● WHAT IS NEEDED
Check every line of the entries for the string "Industries" and return the ones that contain it.

Dataset entries:
▼

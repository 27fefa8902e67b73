//! NSE India client
//!
//! The exchange's JSON API only answers browsers that first visited the site
//! root and picked up its session cookies. A session refresh therefore builds
//! a fresh `reqwest::Client` with an empty cookie store and warms it up
//! against the root; API calls then reuse that client and send the root as
//! referer. Every outbound request waits on a shared rate limiter so a long
//! batch stays under the exchange's throttling threshold.

use super::{ListingEntry, MarketDataSource, PricePoint, parse_history, parse_listing};
use crate::config::MarketConfig;
use crate::error::{Result, StockError};
use crate::query::AnalysisPeriod;
use async_trait::async_trait;
use governor::clock::DefaultClock;
use governor::state::{InMemoryState, NotKeyed};
use governor::{Quota, RateLimiter};
use reqwest::header::{ACCEPT, ACCEPT_LANGUAGE, HeaderMap, HeaderValue, REFERER, USER_AGENT};
use reqwest::{Client, StatusCode};
use serde_json::Value;
use std::fmt;
use std::num::NonZeroU32;
use std::sync::Arc;
use std::time::Duration;
use tokio::sync::RwLock;
use tracing::{debug, info, instrument};

type SharedRateLimiter = Arc<RateLimiter<NotKeyed, InMemoryState, DefaultClock>>;

const QUOTE_PATH: &str = "/api/quote-equity";
const HISTORY_PATH: &str = "/api/historical/cm/equity";
const LISTING_PATH: &str = "/api/equity-stockIndices";

/// Equity series requested from the history endpoint
const EQUITY_SERIES: &str = r#"["EQ"]"#;

const ACCEPT_VALUE: &str = "application/json,text/html,application/xhtml+xml,application/xml;q=0.9,\
     image/webp,image/apng,*/*;q=0.8,application/signed-exchange;v=b3;q=0.9";

/// Cookie-session client for the NSE public API
///
/// Each instance owns its own session; construct one per request when
/// serving concurrent callers.
pub struct NseClient {
    config: MarketConfig,
    client: RwLock<Client>,
    rate_limiter: Option<SharedRateLimiter>,
}

impl fmt::Debug for NseClient {
    fn fmt(&self, f: &mut fmt::Formatter<'_>) -> fmt::Result {
        f.debug_struct("NseClient")
            .field("base_url", &self.config.base_url)
            .field("max_requests_per_second", &self.config.max_requests_per_second)
            .finish_non_exhaustive()
    }
}

impl NseClient {
    /// Create a client; no request is made until the first call
    pub fn new(config: MarketConfig) -> Result<Self> {
        let client = build_client(&config)?;
        let rate_limiter = request_limiter(config.max_requests_per_second);
        Ok(Self {
            config,
            client: RwLock::new(client),
            rate_limiter,
        })
    }

    async fn throttle(&self) {
        if let Some(limiter) = &self.rate_limiter {
            limiter.until_ready().await;
        }
    }

    fn url(&self, path: &str) -> String {
        format!("{}{}", self.config.base_url, path)
    }

    async fn get_json(&self, path: &str, query: &[(&str, &str)]) -> Result<Value> {
        self.throttle().await;
        let client = self.client.read().await.clone();
        let url = self.url(path);

        let response = client
            .get(&url)
            .header(REFERER, &self.config.base_url)
            .query(query)
            .timeout(self.config.request_timeout)
            .send()
            .await?;

        let status = response.status();
        if status != StatusCode::OK {
            return Err(StockError::HttpStatus {
                status: status.as_u16(),
                url,
            });
        }

        let body = response.text().await?;
        Ok(serde_json::from_str(&body)?)
    }
}

#[async_trait]
impl MarketDataSource for NseClient {
    #[instrument(skip(self))]
    async fn refresh_session(&self) -> Result<()> {
        let client = build_client(&self.config)?;

        self.throttle().await;
        let response = client
            .get(&self.config.base_url)
            .timeout(self.config.session_timeout)
            .send()
            .await
            .map_err(|e| StockError::Session(e.to_string()))?;

        if response.status() != StatusCode::OK {
            return Err(StockError::Session(format!(
                "{} answered {}",
                self.config.base_url,
                response.status()
            )));
        }

        *self.client.write().await = client;
        debug!("Session cookies refreshed");

        settle(self.config.session_settle).await;
        Ok(())
    }

    #[instrument(skip(self))]
    async fn resolve_symbol(&self, symbol: &str) -> Result<bool> {
        match self.get_json(QUOTE_PATH, &[("symbol", symbol)]).await {
            Ok(quote) => Ok(quote.as_object().is_some_and(|fields| !fields.is_empty())),
            Err(e) => {
                debug!("Quote lookup for {} failed: {}", symbol, e);
                Ok(false)
            }
        }
    }

    #[instrument(skip(self, period), fields(from = %period.nse_from(), to = %period.nse_to()))]
    async fn daily_history(
        &self,
        symbol: &str,
        period: &AnalysisPeriod,
    ) -> Result<Vec<PricePoint>> {
        let from = period.nse_from();
        let to = period.nse_to();
        let payload = self
            .get_json(
                HISTORY_PATH,
                &[
                    ("symbol", symbol),
                    ("series", EQUITY_SERIES),
                    ("from", from.as_str()),
                    ("to", to.as_str()),
                ],
            )
            .await?;

        let points = parse_history(&payload);
        debug!("Received {} rows for {}", points.len(), symbol);
        Ok(points)
    }

    #[instrument(skip(self))]
    async fn listing(&self) -> Result<Vec<ListingEntry>> {
        let payload = self
            .get_json(LISTING_PATH, &[("index", self.config.listing_index.as_str())])
            .await?;
        let entries = parse_listing(&payload);
        info!(
            "Index '{}' lists {} constituents",
            self.config.listing_index,
            entries.len()
        );
        Ok(entries)
    }
}

fn build_client(config: &MarketConfig) -> Result<Client> {
    let mut headers = HeaderMap::new();
    headers.insert(
        USER_AGENT,
        HeaderValue::from_str(&config.user_agent)
            .map_err(|e| StockError::ConfigError(format!("invalid user agent: {e}")))?,
    );
    headers.insert(ACCEPT, HeaderValue::from_static(ACCEPT_VALUE));
    headers.insert(ACCEPT_LANGUAGE, HeaderValue::from_static("en-US,en;q=0.9"));

    Ok(Client::builder()
        .default_headers(headers)
        .cookie_store(true)
        .build()?)
}

/// `per_second` permits a second; `None` when zero
fn request_limiter(per_second: u32) -> Option<SharedRateLimiter> {
    NonZeroU32::new(per_second).map(|n| Arc::new(RateLimiter::direct(Quota::per_second(n))))
}

async fn settle(pause: Duration) {
    if !pause.is_zero() {
        tokio::time::sleep(pause).await;
    }
}
//! End-to-end pipeline runs against a scripted model and exchange

use async_trait::async_trait;
use chrono::{Duration, NaiveDate};
use mockall::mock;
use ranker_core::pipeline::{NO_DATA, NO_SYMBOLS};
use ranker_core::{
    AnalysisOutcome, AnalysisPeriod, ListingEntry, MarketConfig, MarketDataSource, PricePoint,
    RankerConfig, RankingPipeline, Result, StockError, SymbolDirectory,
};
use ranker_llm::{CompletionRequest, CompletionResponse, LLMProvider, ResponseFormat};
use std::collections::HashMap;
use std::sync::atomic::{AtomicU32, Ordering};
use std::sync::{Arc, Mutex};

mock! {
    Provider {}

    #[async_trait]
    impl LLMProvider for Provider {
        async fn complete(&self, request: CompletionRequest) -> ranker_llm::Result<CompletionResponse>;
        fn name(&self) -> &str;
    }
}

const SUMMARY: &str = "HINDPETRO led the group; ONGC lagged.";

/// Model that answers the extraction call with `extraction` and the summary
/// call with [`SUMMARY`]
fn provider(extraction: &'static str, expected_calls: usize) -> MockProvider {
    let mut provider = MockProvider::new();
    provider.expect_name().return_const("mock".to_string());
    provider
        .expect_complete()
        .times(expected_calls)
        .returning(move |request: CompletionRequest| {
            let text = match request.response_format {
                ResponseFormat::JsonObject => extraction,
                ResponseFormat::Text => SUMMARY,
            };
            Ok(CompletionResponse::from_text(text))
        });
    provider
}

enum Script {
    /// Answers with this series
    Series(Vec<PricePoint>),
    /// Upstream errors on every history call
    AlwaysFailing,
    /// Quote lookup does not resolve
    Delisted,
}

/// Exchange double keyed by symbol
#[derive(Default)]
struct ScriptedExchange {
    scripts: HashMap<&'static str, Script>,
    history_calls: Mutex<HashMap<String, u32>>,
    periods: Mutex<Vec<AnalysisPeriod>>,
    refreshes: AtomicU32,
}

impl ScriptedExchange {
    fn with(mut self, symbol: &'static str, script: Script) -> Self {
        self.scripts.insert(symbol, script);
        self
    }

    fn history_calls(&self, symbol: &str) -> u32 {
        self.history_calls
            .lock()
            .unwrap()
            .get(symbol)
            .copied()
            .unwrap_or(0)
    }
}

#[async_trait]
impl MarketDataSource for ScriptedExchange {
    async fn refresh_session(&self) -> Result<()> {
        self.refreshes.fetch_add(1, Ordering::SeqCst);
        Ok(())
    }

    async fn resolve_symbol(&self, symbol: &str) -> Result<bool> {
        Ok(!matches!(self.scripts.get(symbol), None | Some(Script::Delisted)))
    }

    async fn daily_history(&self, symbol: &str, period: &AnalysisPeriod) -> Result<Vec<PricePoint>> {
        *self
            .history_calls
            .lock()
            .unwrap()
            .entry(symbol.to_string())
            .or_default() += 1;
        self.periods.lock().unwrap().push(*period);

        match self.scripts.get(symbol) {
            Some(Script::Series(points)) => Ok(points.clone()),
            _ => Err(StockError::HttpStatus {
                status: 503,
                url: format!("https://nse.test/api/historical/cm/equity?symbol={symbol}"),
            }),
        }
    }

    async fn listing(&self) -> Result<Vec<ListingEntry>> {
        Ok(directory_entries()
            .into_iter()
            .map(|(symbol, company_name)| ListingEntry {
                symbol: symbol.to_string(),
                company_name: company_name.to_string(),
            })
            .collect())
    }
}

fn directory_entries() -> Vec<(&'static str, &'static str)> {
    vec![
        ("RELIANCE", "Reliance Industries Limited"),
        ("ONGC", "Oil & Natural Gas Corporation Limited"),
        ("IOC", "Indian Oil Corporation Limited"),
        ("HINDPETRO", "Hindustan Petroleum Corporation Limited"),
        ("OIL", "Oil India Limited"),
    ]
}

fn today() -> NaiveDate {
    NaiveDate::from_ymd_opt(2024, 6, 15).unwrap()
}

/// Friday closes compounding by `weekly` per week, ending near `today()`
fn compounding(weekly: f64) -> Vec<PricePoint> {
    let first_friday = NaiveDate::from_ymd_opt(2024, 3, 22).unwrap();
    (0..12)
        .map(|week| {
            PricePoint::new(
                first_friday + Duration::weeks(week),
                100.0 * (1.0 + weekly).powi(week as i32),
            )
        })
        .collect()
}

fn config() -> RankerConfig {
    RankerConfig::builder()
        .market(MarketConfig::without_delays())
        .build()
        .unwrap()
}

fn pipeline(provider: MockProvider, exchange: Arc<ScriptedExchange>) -> RankingPipeline {
    RankingPipeline::new(
        Arc::new(provider),
        exchange,
        Arc::new(SymbolDirectory::from_entries(directory_entries())),
        &config(),
    )
}

#[tokio::test]
async fn ranks_by_average_weekly_return() {
    let exchange = Arc::new(
        ScriptedExchange::default()
            .with("RELIANCE", Script::Series(compounding(0.025)))
            .with("HINDPETRO", Script::Series(compounding(0.05)))
            .with("IOC", Script::Series(compounding(-0.01))),
    );
    let extraction = r#"{"matches": [
        {"description": "Reliance Industries"},
        {"description": "Hindustan Petroleum"},
        {"description": "Indian Oil"}
    ]}"#;

    let outcome = pipeline(provider(extraction, 2), Arc::clone(&exchange))
        .analyze_at("rank Reliance, HPCL and IOC", today())
        .await
        .unwrap();

    let report = outcome.report().expect("ranked outcome");
    assert_eq!(report.rankings.symbols(), vec!["HINDPETRO", "RELIANCE", "IOC"]);

    let averages: Vec<f64> = report
        .rankings
        .iter()
        .map(|c| c.metrics.avg_weekly_return.unwrap())
        .collect();
    assert!((averages[0] - 5.0).abs() < 1e-9);
    assert!((averages[1] - 2.5).abs() < 1e-9);
    assert!((averages[2] + 1.0).abs() < 1e-9);

    assert_eq!(report.summary, SUMMARY);
    assert!(report.table.contains("HINDPETRO"));
    assert!(report.unmatched.is_empty());
    assert!(report.skipped.is_empty());
}

#[tokio::test]
async fn failing_symbol_is_skipped_after_three_attempts() {
    let exchange = Arc::new(
        ScriptedExchange::default()
            .with("RELIANCE", Script::Series(compounding(0.01)))
            .with("ONGC", Script::AlwaysFailing),
    );
    let extraction = r#"{"matches": [
        {"description": "Reliance"},
        {"description": "Oil & Natural Gas"},
        {"description": "Tata Motors"}
    ]}"#;

    let outcome = pipeline(provider(extraction, 2), Arc::clone(&exchange))
        .analyze_at("Reliance vs ONGC vs Tata Motors", today())
        .await
        .unwrap();

    let report = outcome.report().expect("ranked outcome");
    assert_eq!(report.rankings.symbols(), vec!["RELIANCE"]);
    assert_eq!(report.skipped, vec!["ONGC"]);
    assert_eq!(report.unmatched, vec!["Tata Motors"]);
    assert_eq!(exchange.history_calls("ONGC"), 3);
    assert_eq!(exchange.history_calls("RELIANCE"), 1);
}

#[tokio::test]
async fn delisted_symbol_is_not_retried() {
    let exchange = Arc::new(
        ScriptedExchange::default()
            .with("RELIANCE", Script::Series(compounding(0.01)))
            .with("OIL", Script::Delisted),
    );
    let extraction = r#"{"matches": [{"description": "Oil India"}, {"description": "Reliance"}]}"#;

    let outcome = pipeline(provider(extraction, 2), Arc::clone(&exchange))
        .analyze_at("Oil India and Reliance", today())
        .await
        .unwrap();

    let report = outcome.report().expect("ranked outcome");
    assert_eq!(report.skipped, vec!["OIL"]);
    assert_eq!(exchange.history_calls("OIL"), 0);
}

#[tokio::test]
async fn lookback_comes_from_the_query() {
    let exchange =
        Arc::new(ScriptedExchange::default().with("RELIANCE", Script::Series(compounding(0.01))));
    let extraction = r#"{"matches": [{"description": "Reliance"}]}"#;

    let outcome = pipeline(provider(extraction, 2), Arc::clone(&exchange))
        .analyze_at("Reliance over the last 6 months", today())
        .await
        .unwrap();

    let period = outcome.report().expect("ranked outcome").period;
    assert_eq!(period.months, 6);
    assert_eq!(period.nse_from(), "15-12-2023");
    assert_eq!(period.nse_to(), "15-06-2024");
    assert_eq!(exchange.periods.lock().unwrap()[0], period);
}

#[tokio::test]
async fn default_lookback_is_three_months() {
    let exchange =
        Arc::new(ScriptedExchange::default().with("RELIANCE", Script::Series(compounding(0.01))));
    let extraction = r#"{"matches": [{"description": "Reliance"}]}"#;

    let outcome = pipeline(provider(extraction, 2), exchange)
        .analyze_at("How has Reliance been doing?", today())
        .await
        .unwrap();

    assert_eq!(outcome.report().expect("ranked outcome").period.months, 3);
}

#[tokio::test]
async fn nothing_matched_is_no_data() {
    let exchange = Arc::new(ScriptedExchange::default());
    let extraction = r#"{"matches": [{"description": "Tata Motors"}]}"#;

    // the summary is never requested
    let outcome = pipeline(provider(extraction, 1), Arc::clone(&exchange))
        .analyze_at("Tata Motors", today())
        .await
        .unwrap();

    match outcome {
        AnalysisOutcome::NoData {
            reason, unmatched, ..
        } => {
            assert_eq!(reason, NO_SYMBOLS);
            assert_eq!(unmatched, vec!["Tata Motors"]);
        }
        AnalysisOutcome::Ranked(_) => panic!("expected no data"),
    }
    assert_eq!(exchange.refreshes.load(Ordering::SeqCst), 0);
}

#[tokio::test]
async fn nothing_fetched_is_no_data() {
    let exchange = Arc::new(ScriptedExchange::default().with("ONGC", Script::AlwaysFailing));
    let extraction = r#"{"matches": [{"description": "Oil & Natural Gas"}]}"#;

    let outcome = pipeline(provider(extraction, 1), exchange)
        .analyze_at("ONGC", today())
        .await
        .unwrap();

    assert!(matches!(
        outcome,
        AnalysisOutcome::NoData { ref reason, .. } if reason == NO_DATA
    ));
}

#[tokio::test]
async fn malformed_extraction_is_fatal() {
    let exchange = Arc::new(ScriptedExchange::default());
    let extraction = "Sure! The companies are Reliance and ONGC.";

    let err = pipeline(provider(extraction, 1), exchange)
        .analyze_at("Reliance and ONGC", today())
        .await
        .unwrap_err();

    assert!(matches!(err, StockError::Extraction(_)));
}

#[tokio::test]
async fn directory_loads_from_listing() {
    let exchange = ScriptedExchange::default();
    let directory = SymbolDirectory::load(&exchange).await.unwrap();

    assert_eq!(directory.len(), 5);
    assert_eq!(directory.names()[0], "Reliance Industries Limited");
    assert_eq!(exchange.refreshes.load(Ordering::SeqCst), 1);
}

▲

● EXPECTED OUTPUT
        ("RELIANCE", "Reliance Industries Limited"),
        {"description": "Reliance Industries"},
    assert_eq!(directory.names()[0], "Reliance Industries Limited");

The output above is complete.